県では、今後Jアラートの情報や、気象庁が発表する富士山に関する噴火情報などもこのシステムを通じて配信していきたいという。

外部情報の取り込みをさらに検討 
今後の課題も浮き彫りになっている。道路状況はいまのところ県の交通基盤部のシステムと連動させているため県道の状況までしかGISに反映されていない。将来的には民間で運営するインターネットの通行可能情報や、細かい道路の情報なども取り込んでいきたいという。Twitterなどの情報は、東日本大震災でその有益性は様々なところから報告されているものの、まだその情報の多さを行政側で処理することは難しいとする。将来、Twitterなどからのビッグデータを集約・解析し、社会傾向として把握できるようなツールが開発されれば、情報として導入することも検討していきたいとしている。

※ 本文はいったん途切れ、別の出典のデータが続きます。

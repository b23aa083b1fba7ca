//! Background task feeding instrument changes into the flash engine

use std::sync::Arc;

use terminal_core::{EntityKind, EntityRecord};
use terminal_sync::{CellKey, Clock, FlashEngine, Query, Selection, SyncHandle, SyncResult, SystemClock};
use tokio::sync::RwLock;
use tracing::{debug, info};

/// Every field of every record as a flash cell
fn cells(records: Vec<EntityRecord>) -> impl Iterator<Item = (CellKey, terminal_core::FieldValue)> {
    records.into_iter().flat_map(|record| {
        let key = record.key;
        record
            .fields
            .into_iter()
            .map(move |(field, value)| (CellKey::new(key.clone(), field), value))
    })
}

/// Watch all instruments and record highlights as their fields move
pub async fn spawn_watcher(
    sync: SyncHandle,
    flash: Arc<RwLock<FlashEngine>>,
    clock: Arc<SystemClock>,
) -> SyncResult<()> {
    let mut selector = sync.select(Query::Kind(EntityKind::Instrument)).await?;

    // Seed previous values so the first update already flashes
    if let Selection::Kind(records) = selector.current() {
        flash.write().await.observe_batch(cells(records), clock.now_ms());
    }

    tokio::spawn(async move {
        while let Ok(selection) = selector.changed().await {
            let Selection::Kind(records) = selection else {
                continue;
            };
            let now = clock.now_ms();
            let mut flash = flash.write().await;
            let changed = flash.observe_batch(cells(records), now);
            let expired = flash.sweep(now);
            if !changed.is_empty() {
                debug!(
                    "Flashing {} cells ({} highlights expired)",
                    changed.len(),
                    expired.len()
                );
            }
        }
        info!("Flash watcher stopped: sync engine closed");
    });

    Ok(())
}
//! Core types for the trading terminal
//!
//! This crate defines the shared data structures used across the terminal:
//! the streaming wire protocol, normalized entity records, and typed views
//! over positions and deal tickets.

pub mod entity;
pub mod error;
pub mod position;
pub mod websocket;

pub use entity::{fields_from_json, EntityKey, EntityKind, EntityRecord, FieldMap, FieldValue};
pub use error::{TerminalError, TerminalResult};
pub use position::{DealStatus, DealTicket, Position, Side};
pub use websocket::{
    ClientRequest, ConnectionState, EnvelopeType, InboundMessage, MutationVerdict,
    SubscriptionStatus, TopicKey, TopicState, WireEnvelope,
};
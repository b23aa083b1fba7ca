//! Time source for the sync engine
//!
//! All timers in the engine are expressed in milliseconds on a monotonic
//! clock. Production code uses [`SystemClock`]; tests drive a
//! [`ManualClock`] so backoff, heartbeat and expiry behavior can be checked
//! without sleeping.

use std::sync::Arc;
use std::time::Duration;

use parking_lot::Mutex;
use tokio::time::Instant;

/// Monotonic millisecond clock
pub trait Clock: Send + Sync {
    fn now_ms(&self) -> u64;
}

/// Clock backed by [`tokio::time::Instant`]
#[derive(Debug, Clone)]
pub struct SystemClock {
    epoch: Instant,
}

impl SystemClock {
    pub fn new() -> Self {
        Self {
            epoch: Instant::now(),
        }
    }
}

impl Default for SystemClock {
    fn default() -> Self {
        Self::new()
    }
}

impl Clock for SystemClock {
    fn now_ms(&self) -> u64 {
        self.epoch.elapsed().as_millis() as u64
    }
}

/// Hand-advanced clock for deterministic tests
#[derive(Debug, Clone, Default)]
pub struct ManualClock {
    now: Arc<Mutex<u64>>,
}

impl ManualClock {
    pub fn new(start_ms: u64) -> Self {
        Self {
            now: Arc::new(Mutex::new(start_ms)),
        }
    }

    pub fn advance(&self, by: Duration) {
        *self.now.lock() += by.as_millis() as u64;
    }

    pub fn set(&self, ms: u64) {
        *self.now.lock() = ms;
    }
}

impl Clock for ManualClock {
    fn now_ms(&self) -> u64 {
        *self.now.lock()
    }
}

/// Milliseconds in a duration, saturating
pub(crate) fn millis(duration: Duration) -> u64 {
    u64::try_from(duration.as_millis()).unwrap_or(u64::MAX)
}

#[cfg(test)]
mod tests {
    use super::*;

    #[test]
    fn test_manual_clock_is_shared_between_clones() {
        let clock = ManualClock::new(1_000);
        let other = clock.clone();

        clock.advance(Duration::from_millis(250));
        assert_eq!(other.now_ms(), 1_250);

        other.set(5);
        assert_eq!(clock.now_ms(), 5);
    }

    #[tokio::test]
    async fn test_system_clock_moves_forward() {
        let clock = SystemClock::new();
        let before = clock.now_ms();
        tokio::time::sleep(Duration::from_millis(5)).await;
        assert!(clock.now_ms() >= before + 5);
    }
}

※2 公共情報コモンズ…2008年の総務省「地域の安心・安全情報基盤に関する研究会」による「安心・安全公共コモンズ」構築についての提言が具体化したシステム。従来であれば市民への情報伝達者である新聞やテレビなどの報道機関は、災害時は個別に自治体やライフライン会社などに被害情報を取材して報道にする。やり取りはFAXや電話を中心に行われるため、情報の漏れや数字の間違いなどが発生し、市民への均一で正確な情報提供ができない場面もあった。そのような事態を防ぐため、自治体やライフライン会社が情報をある程度均一のフォーマットで公共情報コモンズに入力し、それを自動的に報道機関などに配信することで、報道の正確性を上げるとともに、取材する側、される側の作業簡略化を図る。4月25日現在で、18の都道府県が運用を開始し、16都道府県が準備・試験中だ。2015年度中には全都道府県の参加を目標にしている。